Saved data entries:
..........
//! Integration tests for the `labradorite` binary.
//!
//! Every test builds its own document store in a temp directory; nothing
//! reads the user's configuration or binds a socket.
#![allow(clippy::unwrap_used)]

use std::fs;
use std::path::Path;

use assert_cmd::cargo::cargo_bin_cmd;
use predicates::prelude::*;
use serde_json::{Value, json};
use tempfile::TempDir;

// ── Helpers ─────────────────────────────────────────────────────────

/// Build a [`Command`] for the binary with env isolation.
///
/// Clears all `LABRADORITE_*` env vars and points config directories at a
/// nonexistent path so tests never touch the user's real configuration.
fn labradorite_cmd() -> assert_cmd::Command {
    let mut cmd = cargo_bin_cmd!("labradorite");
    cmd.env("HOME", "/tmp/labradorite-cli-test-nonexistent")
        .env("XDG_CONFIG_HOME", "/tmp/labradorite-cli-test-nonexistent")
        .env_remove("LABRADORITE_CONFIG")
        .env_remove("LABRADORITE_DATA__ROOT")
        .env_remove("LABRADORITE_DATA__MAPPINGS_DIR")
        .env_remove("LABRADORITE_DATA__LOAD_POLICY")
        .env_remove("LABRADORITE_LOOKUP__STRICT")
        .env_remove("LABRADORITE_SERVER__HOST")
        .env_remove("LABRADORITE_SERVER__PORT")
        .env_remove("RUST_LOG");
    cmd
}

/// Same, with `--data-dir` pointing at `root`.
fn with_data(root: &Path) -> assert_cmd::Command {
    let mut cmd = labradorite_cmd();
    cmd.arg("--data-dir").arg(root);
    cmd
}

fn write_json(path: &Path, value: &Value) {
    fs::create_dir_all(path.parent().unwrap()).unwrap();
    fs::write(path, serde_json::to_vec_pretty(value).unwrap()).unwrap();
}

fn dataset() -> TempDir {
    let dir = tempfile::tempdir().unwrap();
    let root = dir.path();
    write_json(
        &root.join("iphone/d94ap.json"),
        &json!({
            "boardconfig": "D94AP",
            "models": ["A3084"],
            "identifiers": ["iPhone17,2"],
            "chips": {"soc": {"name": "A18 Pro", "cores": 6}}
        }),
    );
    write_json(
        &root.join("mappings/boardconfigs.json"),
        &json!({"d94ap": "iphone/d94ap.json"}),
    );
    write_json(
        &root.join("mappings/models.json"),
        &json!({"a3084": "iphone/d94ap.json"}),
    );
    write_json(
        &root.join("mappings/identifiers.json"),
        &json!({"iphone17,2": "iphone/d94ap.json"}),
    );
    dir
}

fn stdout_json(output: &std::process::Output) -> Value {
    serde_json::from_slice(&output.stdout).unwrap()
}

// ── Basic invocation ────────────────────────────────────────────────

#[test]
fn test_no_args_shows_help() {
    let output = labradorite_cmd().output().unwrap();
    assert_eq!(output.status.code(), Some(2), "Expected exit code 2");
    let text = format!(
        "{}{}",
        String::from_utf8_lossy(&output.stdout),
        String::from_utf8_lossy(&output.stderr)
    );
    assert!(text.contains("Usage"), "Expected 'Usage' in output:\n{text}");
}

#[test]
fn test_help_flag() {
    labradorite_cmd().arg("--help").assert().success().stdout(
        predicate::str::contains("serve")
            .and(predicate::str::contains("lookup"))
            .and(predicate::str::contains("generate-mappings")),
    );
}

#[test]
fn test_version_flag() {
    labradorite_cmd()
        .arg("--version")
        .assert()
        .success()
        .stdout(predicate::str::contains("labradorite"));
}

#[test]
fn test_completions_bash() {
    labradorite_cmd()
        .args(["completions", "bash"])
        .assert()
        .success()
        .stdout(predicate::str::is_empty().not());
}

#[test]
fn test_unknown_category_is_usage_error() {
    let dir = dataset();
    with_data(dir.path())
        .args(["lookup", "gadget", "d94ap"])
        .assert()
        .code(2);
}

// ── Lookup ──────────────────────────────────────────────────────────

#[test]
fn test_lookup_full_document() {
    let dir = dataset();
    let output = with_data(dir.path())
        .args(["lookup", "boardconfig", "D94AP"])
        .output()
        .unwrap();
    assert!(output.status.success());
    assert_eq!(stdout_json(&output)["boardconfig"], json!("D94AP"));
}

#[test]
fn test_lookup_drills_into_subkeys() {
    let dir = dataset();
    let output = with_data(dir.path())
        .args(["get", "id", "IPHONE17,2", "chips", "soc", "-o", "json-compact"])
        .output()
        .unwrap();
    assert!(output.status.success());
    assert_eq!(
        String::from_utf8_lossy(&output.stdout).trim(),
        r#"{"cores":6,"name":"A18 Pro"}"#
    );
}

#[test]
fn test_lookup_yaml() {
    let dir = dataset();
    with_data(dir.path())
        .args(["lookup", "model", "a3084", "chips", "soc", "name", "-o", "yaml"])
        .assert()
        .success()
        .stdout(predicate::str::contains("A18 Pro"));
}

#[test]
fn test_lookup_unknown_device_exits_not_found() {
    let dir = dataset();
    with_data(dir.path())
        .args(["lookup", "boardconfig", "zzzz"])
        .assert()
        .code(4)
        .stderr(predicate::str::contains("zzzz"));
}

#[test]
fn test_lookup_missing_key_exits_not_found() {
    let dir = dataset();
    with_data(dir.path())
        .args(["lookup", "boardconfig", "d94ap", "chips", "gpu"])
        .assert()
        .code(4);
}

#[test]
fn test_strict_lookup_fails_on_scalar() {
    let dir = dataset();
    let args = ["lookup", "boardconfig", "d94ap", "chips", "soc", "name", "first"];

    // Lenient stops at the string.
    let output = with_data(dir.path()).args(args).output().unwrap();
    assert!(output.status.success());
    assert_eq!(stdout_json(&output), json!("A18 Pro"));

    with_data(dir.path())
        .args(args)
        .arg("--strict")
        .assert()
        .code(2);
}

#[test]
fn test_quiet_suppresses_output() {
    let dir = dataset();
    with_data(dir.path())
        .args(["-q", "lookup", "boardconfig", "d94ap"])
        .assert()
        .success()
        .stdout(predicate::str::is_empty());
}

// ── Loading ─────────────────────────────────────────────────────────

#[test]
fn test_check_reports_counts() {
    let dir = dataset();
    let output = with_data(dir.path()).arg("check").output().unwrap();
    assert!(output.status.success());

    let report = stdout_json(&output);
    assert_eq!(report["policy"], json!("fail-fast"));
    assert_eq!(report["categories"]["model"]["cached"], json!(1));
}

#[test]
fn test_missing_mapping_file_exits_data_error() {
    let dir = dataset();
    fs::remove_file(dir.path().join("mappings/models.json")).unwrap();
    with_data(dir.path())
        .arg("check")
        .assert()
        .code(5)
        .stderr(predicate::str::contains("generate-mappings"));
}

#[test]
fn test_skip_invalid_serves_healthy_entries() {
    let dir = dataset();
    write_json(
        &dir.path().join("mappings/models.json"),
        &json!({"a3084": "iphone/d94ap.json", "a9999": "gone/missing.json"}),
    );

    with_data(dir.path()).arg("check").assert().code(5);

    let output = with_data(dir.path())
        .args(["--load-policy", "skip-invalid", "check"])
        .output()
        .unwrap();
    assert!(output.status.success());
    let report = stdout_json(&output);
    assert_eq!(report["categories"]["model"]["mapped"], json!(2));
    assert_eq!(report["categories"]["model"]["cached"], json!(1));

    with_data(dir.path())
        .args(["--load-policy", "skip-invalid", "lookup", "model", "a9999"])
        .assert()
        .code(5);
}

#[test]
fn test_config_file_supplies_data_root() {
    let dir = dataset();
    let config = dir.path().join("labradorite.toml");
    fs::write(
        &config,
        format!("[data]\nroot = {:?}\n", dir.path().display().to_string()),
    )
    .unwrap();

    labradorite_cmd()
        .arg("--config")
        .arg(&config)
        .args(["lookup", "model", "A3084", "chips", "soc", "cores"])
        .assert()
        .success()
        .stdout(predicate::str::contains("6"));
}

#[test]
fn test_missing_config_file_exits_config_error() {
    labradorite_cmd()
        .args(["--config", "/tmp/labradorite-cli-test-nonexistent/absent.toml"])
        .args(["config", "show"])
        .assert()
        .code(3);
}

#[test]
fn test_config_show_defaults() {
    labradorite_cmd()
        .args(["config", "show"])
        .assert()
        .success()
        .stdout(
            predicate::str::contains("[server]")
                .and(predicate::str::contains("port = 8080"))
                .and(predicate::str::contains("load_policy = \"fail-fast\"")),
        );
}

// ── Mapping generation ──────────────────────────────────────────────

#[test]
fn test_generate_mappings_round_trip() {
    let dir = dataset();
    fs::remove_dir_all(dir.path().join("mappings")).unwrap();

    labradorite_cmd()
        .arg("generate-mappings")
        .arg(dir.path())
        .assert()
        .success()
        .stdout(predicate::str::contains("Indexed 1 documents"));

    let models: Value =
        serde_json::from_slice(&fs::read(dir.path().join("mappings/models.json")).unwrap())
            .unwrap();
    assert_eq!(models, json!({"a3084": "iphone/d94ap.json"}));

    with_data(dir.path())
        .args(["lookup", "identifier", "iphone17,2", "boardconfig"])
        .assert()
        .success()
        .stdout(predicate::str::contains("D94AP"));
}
..........
Exercise directions:
Scan the data above. Return every line with "nonexistent" in it.

Answer space:
/// nonexistent path so tests never touch the user's real configuration.
    cmd.env("HOME", "/tmp/labradorite-cli-test-nonexistent")
        .env("XDG_CONFIG_HOME", "/tmp/labradorite-cli-test-nonexistent")
        .args(["--config", "/tmp/labradorite-cli-test-nonexistent/absent.toml"])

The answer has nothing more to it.